Using integer multiplication to avoid integer division

Thu Jun 21 11:35:40 PDT 1990

>  ...
>  unsigned short
>  quorem10000(x, pr)
>  	unsigned long   x;
>  	unsigned short *pr;
>
>  /* quorem gets x/10000 ; *pr gets x%10000              */
>
>  {
>  	long unsigned   t;
>
>  	t = ((x >> 4) * 839) >> 19;
>  	switch (t) {
>  	case 0:
>  		*pr = x;
>  		break;
>  	case 1:
>  		*pr = x - 10000;
>  		break;
>  	case 2:
>  		*pr = x - 20000;
>  		break;
>  	case 3:
>  		*pr = x - 30000;
>  		break;
>  	case 4:
>  		*pr = x - 40000;
>  		break;
>  	case 5:
>  		*pr = x - 50000;
>  		break;
>  	case 6:
>  		*pr = x - 60000;
>  		break;
>  	}
>  	return t;
>  }
>  ...

I assume there's an undocumented assumption that x < 2^16 on input,
since that's a "natural" bound, the switch statement implies it, and
the method itself doesn't always work for inputs much larger than that
even if the switch statement is extended.

If true, you might like one of the following more-transparent routines
instead (which work for inputs 0 <= x < 80000):

unsigned short
alternative1( x, pr )
    unsigned long x;
    unsigned short *pr;
{
    unsigned short q = 0;
    if ( x >= 40000 ) {
	q = 4;
	x -= 40000;
    }
    if ( x >= 20000 ) {
	q += 2;
	x -= 20000;
    }
    if ( x >= 10000 ) {
	q += 1;
	x -= 10000;
    }
    *pr = x;
    return q;
}

unsigned short
alternative2( x, pr )
    unsigned long x;
    unsigned short *pr;
{
    unsigned short q = 0;
    long t;

    /*
     *  warning:  believe the following subtractions are non-standard
     *  because they may assign a "too large" unsigned long value to a
     *  signed long
     */

    t = x - 40000;
    if ( t >= 0 ) {
	q = 4;
	x = t;
    }
    t = x - 20000;
    if ( t >= 0 ) {
	q += 2;
	x = t;
    }
    t = x - 10000;
    if ( t >= 0 ) {
	q += 1;
	x = t;
    }
    *pr = x;
    return q;
}

They're exactly the same "binary search" algorithm, just written in
ways that are likely to work faster under different kinds of
optimizers and architectures.

On whatever the heck I'm running on today (some SPARC system with Sun
4 OS & cc (at least I think so -- cc's -v option doesn't work as
advertised under this thing)) alternative1 runs about 16% faster than
quorem10000, alternative2 runs about 9% faster.  On your system you'll
likely get different results, although I expect that on just about all
systems one of the alternatives will run faster.

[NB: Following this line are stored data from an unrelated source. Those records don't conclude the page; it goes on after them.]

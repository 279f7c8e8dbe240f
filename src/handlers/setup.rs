//! Setup wizard. Every screen writes to the caller's staging session only;
//! `save_to_database` turns the whole session into rows in one transaction.

use axum::{
    extract::State,
    response::{IntoResponse, Response},
    routing::{get, post},
    Json, Router,
};
use serde_json::{json, Value};

use super::common::{message_body, success_response};
use crate::auth::AuthUser;
use crate::dto::{
    BusinessDetailsInput, CustomerInput, EquipmentInput, InventoryInput, ServicesAction,
    SupplierInput, SystemSettingsInput, INVENTORY_CATEGORIES,
};
use crate::errors::ServiceError;
use crate::services::setup::{
    apply_services_action, stage_business_details, stage_customer, stage_equipment,
    stage_inventory, stage_supplier, stage_system_settings, COMMIT_FAILURE_MESSAGE,
    COMMIT_SUCCESS_MESSAGE, DASHBOARD_URL,
};
use crate::session::{SessionToken, WizardSession};
use crate::AppState;

pub fn setup_routes() -> Router<AppState> {
    Router::new()
        .route(
            "/setup/business-details/",
            get(business_details).post(save_business_details),
        )
        .route(
            "/setup/services-and-pricing/",
            get(services_and_pricing).post(save_services_and_pricing),
        )
        .route("/setup/equipments/", get(equipment).post(save_equipment))
        .route(
            "/setup/inventory-and-category/",
            get(inventory).post(save_inventory),
        )
        .route("/setup/supplier/", get(supplier).post(save_supplier))
        .route(
            "/setup/customer_prerecords/",
            get(customers).post(save_customer),
        )
        .route(
            "/setup/system_settings/",
            get(system_settings).post(save_system_settings),
        )
        .route("/setup/save_to_database/", post(save_to_database))
}

type SetupResult = Result<(SessionToken, Response), ServiceError>;

async fn staged(state: &AppState, token: &SessionToken) -> Result<WizardSession, ServiceError> {
    state.services.setup.session(token.as_str()).await
}

fn services_view(session: &WizardSession) -> Value {
    json!({
        "services_data": session.services_data,
        "current_service": session.current_service,
        "unlocked": !session.services_data.is_empty(),
    })
}

/// Everything staged, shown before the final save.
fn review(session: &WizardSession) -> Value {
    json!({
        "business_details": session.business_details,
        "services_data": session.services_data,
        "equipment": session.equipment,
        "inventory": session.inventory,
        "supplier": session.supplier,
        "customer": session.customer,
        "system_settings": session.system_settings,
    })
}

async fn business_details(State(state): State<AppState>, token: SessionToken) -> SetupResult {
    let session = staged(&state, &token).await?;
    let body = json!({ "business_details": session.business_details });
    Ok((token, success_response(body)))
}

async fn save_business_details(
    State(state): State<AppState>,
    token: SessionToken,
    Json(input): Json<BusinessDetailsInput>,
) -> SetupResult {
    let (message, session) = state
        .services
        .setup
        .stage(token.as_str(), |session| stage_business_details(session, input))
        .await?;
    let body = message_body(message, json!({ "business_details": session.business_details }));
    Ok((token, success_response(body)))
}

async fn services_and_pricing(State(state): State<AppState>, token: SessionToken) -> SetupResult {
    let session = staged(&state, &token).await?;
    Ok((token, success_response(services_view(&session))))
}

async fn save_services_and_pricing(
    State(state): State<AppState>,
    token: SessionToken,
    Json(action): Json<ServicesAction>,
) -> SetupResult {
    let (message, session) = state
        .services
        .setup
        .stage(token.as_str(), |session| apply_services_action(session, action))
        .await?;
    let body = message_body(message, services_view(&session));
    Ok((token, success_response(body)))
}

async fn equipment(State(state): State<AppState>, token: SessionToken) -> SetupResult {
    let session = staged(&state, &token).await?;
    Ok((token, success_response(json!({ "equipment": session.equipment }))))
}

async fn save_equipment(
    State(state): State<AppState>,
    token: SessionToken,
    Json(input): Json<EquipmentInput>,
) -> SetupResult {
    let (message, session) = state
        .services
        .setup
        .stage(token.as_str(), |session| stage_equipment(session, input))
        .await?;
    let body = message_body(message, json!({ "equipment": session.equipment }));
    Ok((token, success_response(body)))
}

async fn inventory(State(state): State<AppState>, token: SessionToken) -> SetupResult {
    let session = staged(&state, &token).await?;
    let body = json!({
        "categories": INVENTORY_CATEGORIES,
        "inventory": session.inventory,
    });
    Ok((token, success_response(body)))
}

async fn save_inventory(
    State(state): State<AppState>,
    token: SessionToken,
    Json(input): Json<InventoryInput>,
) -> SetupResult {
    let (message, session) = state
        .services
        .setup
        .stage(token.as_str(), |session| stage_inventory(session, input))
        .await?;
    let body = message_body(message, json!({ "inventory": session.inventory }));
    Ok((token, success_response(body)))
}

async fn supplier(State(state): State<AppState>, token: SessionToken) -> SetupResult {
    let session = staged(&state, &token).await?;
    Ok((token, success_response(json!({ "supplier": session.supplier }))))
}

async fn save_supplier(
    State(state): State<AppState>,
    token: SessionToken,
    Json(input): Json<SupplierInput>,
) -> SetupResult {
    let (message, session) = state
        .services
        .setup
        .stage(token.as_str(), |session| stage_supplier(session, input))
        .await?;
    let body = message_body(message, json!({ "supplier": session.supplier }));
    Ok((token, success_response(body)))
}

async fn customers(State(state): State<AppState>, token: SessionToken) -> SetupResult {
    let session = staged(&state, &token).await?;
    Ok((token, success_response(json!({ "customer": session.customer }))))
}

async fn save_customer(
    State(state): State<AppState>,
    token: SessionToken,
    Json(input): Json<CustomerInput>,
) -> SetupResult {
    let (message, session) = state
        .services
        .setup
        .stage(token.as_str(), |session| stage_customer(session, input))
        .await?;
    let body = message_body(message, json!({ "customer": session.customer }));
    Ok((token, success_response(body)))
}

async fn system_settings(State(state): State<AppState>, token: SessionToken) -> SetupResult {
    let session = staged(&state, &token).await?;
    let body = json!({ "system_settings": session.system_settings });
    Ok((token, success_response(body)))
}

async fn save_system_settings(
    State(state): State<AppState>,
    token: SessionToken,
    Json(input): Json<SystemSettingsInput>,
) -> SetupResult {
    let (message, session) = state
        .services
        .setup
        .stage(token.as_str(), |session| stage_system_settings(session, input))
        .await?;
    let body = message_body(message, json!({ "modal_data": review(&session) }));
    Ok((token, success_response(body)))
}

/// Commit the staged session. Failures keep the commit envelope but carry
/// the status of the underlying error.
async fn save_to_database(
    State(state): State<AppState>,
    token: SessionToken,
    user: Option<AuthUser>,
) -> (SessionToken, Response) {
    let user_id = user.map(|u| u.user_id);
    let response = match state.services.setup.commit(token.as_str(), user_id).await {
        Ok(summary) => success_response(message_body(
            COMMIT_SUCCESS_MESSAGE,
            json!({ "redirect_url": DASHBOARD_URL, "summary": summary }),
        )),
        Err(e) => {
            let mut body = json!({
                "success": false,
                "error": e.to_string(),
                "message": COMMIT_FAILURE_MESSAGE,
            });
            if let ServiceError::FormErrors(errors) = &e {
                body["errors"] = json!(errors);
            }
            (e.status_code(), Json(body)).into_response()
        }
    };
    (token, response)
}
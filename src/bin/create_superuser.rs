//! Create a superuser, or promote an existing account.
//!
//! Run with: cargo run --bin create-superuser -- --username admin --email admin@shop.test

use anyhow::Context;
use clap::Parser;
use std::sync::Arc;
use tracing::info;

use backoffice_api::{
    auth::{AuthConfig, AuthService},
    config, db,
};

#[derive(Parser, Debug)]
#[command(name = "create-superuser", about = "Create or promote a superuser account")]
struct Cli {
    #[arg(long)]
    username: String,
    #[arg(long)]
    email: String,
    /// Falls back to the SUPERUSER_PASSWORD environment variable
    #[arg(long, env = "SUPERUSER_PASSWORD")]
    password: String,
    /// Apply pending migrations first
    #[arg(long, default_value_t = false)]
    migrate: bool,
}

#[tokio::main]
async fn main() -> anyhow::Result<()> {
    let cli = Cli::parse();
    let cfg = config::load_config().context("failed to load configuration")?;
    config::init_tracing(cfg.log_level(), cfg.log_json);

    if cli.password.len() < 8 {
        anyhow::bail!("password must be at least 8 characters");
    }

    let pool = db::establish_connection_from_app_config(&cfg)
        .await
        .context("failed to connect to database")?;
    if cli.migrate || cfg.auto_migrate {
        db::run_migrations(&pool)
            .await
            .context("failed running migrations")?;
    }

    let auth = AuthService::new(AuthConfig::from(&cfg), Arc::new(pool));
    let account = auth
        .ensure_superuser(&cli.username, &cli.email, &cli.password)
        .await
        .context("failed to save superuser")?;

    info!(user_id = account.id, username = %account.username, "Superuser ready");
    Ok(())
}
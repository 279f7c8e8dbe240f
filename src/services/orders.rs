use chrono::Utc;
use sea_orm::{
    sea_query::{Expr, Func},
    ActiveModelTrait, ColumnTrait, Condition, DatabaseConnection, EntityTrait, JoinType,
    QueryFilter, QueryOrder, QuerySelect, RelationTrait, Set, TransactionTrait,
};
use std::sync::Arc;
use tracing::{info, instrument};
use validator::Validate;

use crate::db::settle;
use crate::dto::{CustomerInput, OrderInput};
use crate::entities::{customer, order, service, OrderStatus};
use crate::errors::ServiceError;
use crate::services::order_queue::{enqueue_position, queue_rows, QueueRow};

const SEARCH_LIMIT: u64 = 10;

/// Order intake and lookup. Queue mutations live in `order_queue`.
#[derive(Clone)]
pub struct OrderService {
    db: Arc<DatabaseConnection>,
}

impl OrderService {
    pub fn new(db: Arc<DatabaseConnection>) -> Self {
        Self { db }
    }

    /// Create a PENDING order at the back of the queue.
    ///
    /// The customer is either referenced by id or fetched/created by name from
    /// the nested customer form.
    #[instrument(skip(self, input), fields(service_id = input.service_id))]
    pub async fn create(&self, input: OrderInput) -> Result<order::Model, ServiceError> {
        input.validate()?;
        if input.customer_id.is_none() {
            if let Some(walk_in) = &input.customer {
                walk_in.validate()?;
            }
        }

        let txn = self.db.begin().await?;
        let result: Result<order::Model, ServiceError> = async {
            service::Entity::find_by_id(input.service_id)
                .one(&txn)
                .await?
                .ok_or_else(|| {
                    ServiceError::field(
                        "service_id",
                        "Select a valid choice. That choice is not one of the available choices.",
                    )
                })?;

            let customer_id = match (input.customer_id, &input.customer) {
                (Some(customer_id), _) => {
                    customer::Entity::find_by_id(customer_id)
                        .one(&txn)
                        .await?
                        .ok_or_else(|| ServiceError::field("customer_id", "Customer not found."))?
                        .customer_id
                }
                (None, Some(walk_in)) => get_or_create_customer(&txn, walk_in).await?.customer_id,
                (None, None) => {
                    return Err(ServiceError::field("customer", "This field is required."))
                }
            };

            let position = enqueue_position(&txn).await?;
            let created = order::ActiveModel {
                order_queue: Set(Some(position)),
                customer_id: Set(customer_id),
                service_id: Set(input.service_id),
                job_specifications: Set(input.job_specifications.clone()),
                status: Set(OrderStatus::Pending),
                deadline: Set(input.deadline),
                payment_id: Set(None),
                created_at: Set(Utc::now()),
                completed_or_cancelled: Set(None),
                ..Default::default()
            }
            .insert(&txn)
            .await?;
            Ok(created)
        }
        .await;

        let created = settle(txn, result).await?;
        info!(order_id = created.order_id, position = ?created.order_queue, "Order queued");
        Ok(created)
    }

    /// Case-insensitive match on service name, customer name or status.
    #[instrument(skip(self))]
    pub async fn search(&self, query: &str) -> Result<Vec<QueueRow>, ServiceError> {
        let query = query.trim();
        if query.is_empty() {
            return Ok(Vec::new());
        }
        let pattern = format!("%{}%", query.to_lowercase());
        let lowered = |col: Expr| Expr::expr(Func::lower(col)).like(pattern.as_str());

        let orders = order::Entity::find()
            .join(JoinType::InnerJoin, order::Relation::Customer.def())
            .join(JoinType::InnerJoin, order::Relation::Service.def())
            .filter(
                Condition::any()
                    .add(lowered(Expr::col((service::Entity, service::Column::Name))))
                    .add(lowered(Expr::col((customer::Entity, customer::Column::Name))))
                    .add(lowered(Expr::col((order::Entity, order::Column::Status)))),
            )
            .order_by_desc(order::Column::CreatedAt)
            .limit(SEARCH_LIMIT)
            .all(&*self.db)
            .await?;

        queue_rows(&*self.db, orders).await
    }
}

/// Walk-in customers are matched on name; a new record takes the form details.
pub async fn get_or_create_customer<C: sea_orm::ConnectionTrait>(
    db: &C,
    input: &CustomerInput,
) -> Result<customer::Model, ServiceError> {
    let name = input.name.trim();
    if let Some(existing) = customer::Entity::find()
        .filter(customer::Column::Name.eq(name))
        .one(db)
        .await?
    {
        return Ok(existing);
    }

    Ok(customer::ActiveModel {
        name: Set(name.to_string()),
        contact_number: Set(input.contact_number.trim().to_string()),
        email: Set(Some(input.email.trim().to_string()).filter(|e| !e.is_empty())),
        address: Set(input.address.clone()),
        ..Default::default()
    }
    .insert(db)
    .await?)
}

Where the timing claims came from:  The division routines were
compiled with -O.  A separately compiled driver called a division
routine with each argument in 0..65535.  The driver was called 100
times.  Gross timings were then obtained from averaging the output of
the Korn shell's "time" command on two runs.

more-fun-getting-something-to-work-fast-than-haggling-over-whether-
   it-should-be-done-at-all<grin>-ly y'rs  - tim

Tim Peters   Kendall Square Research Corp
timaksr.com,  ksr!timaharvard.harvard.edu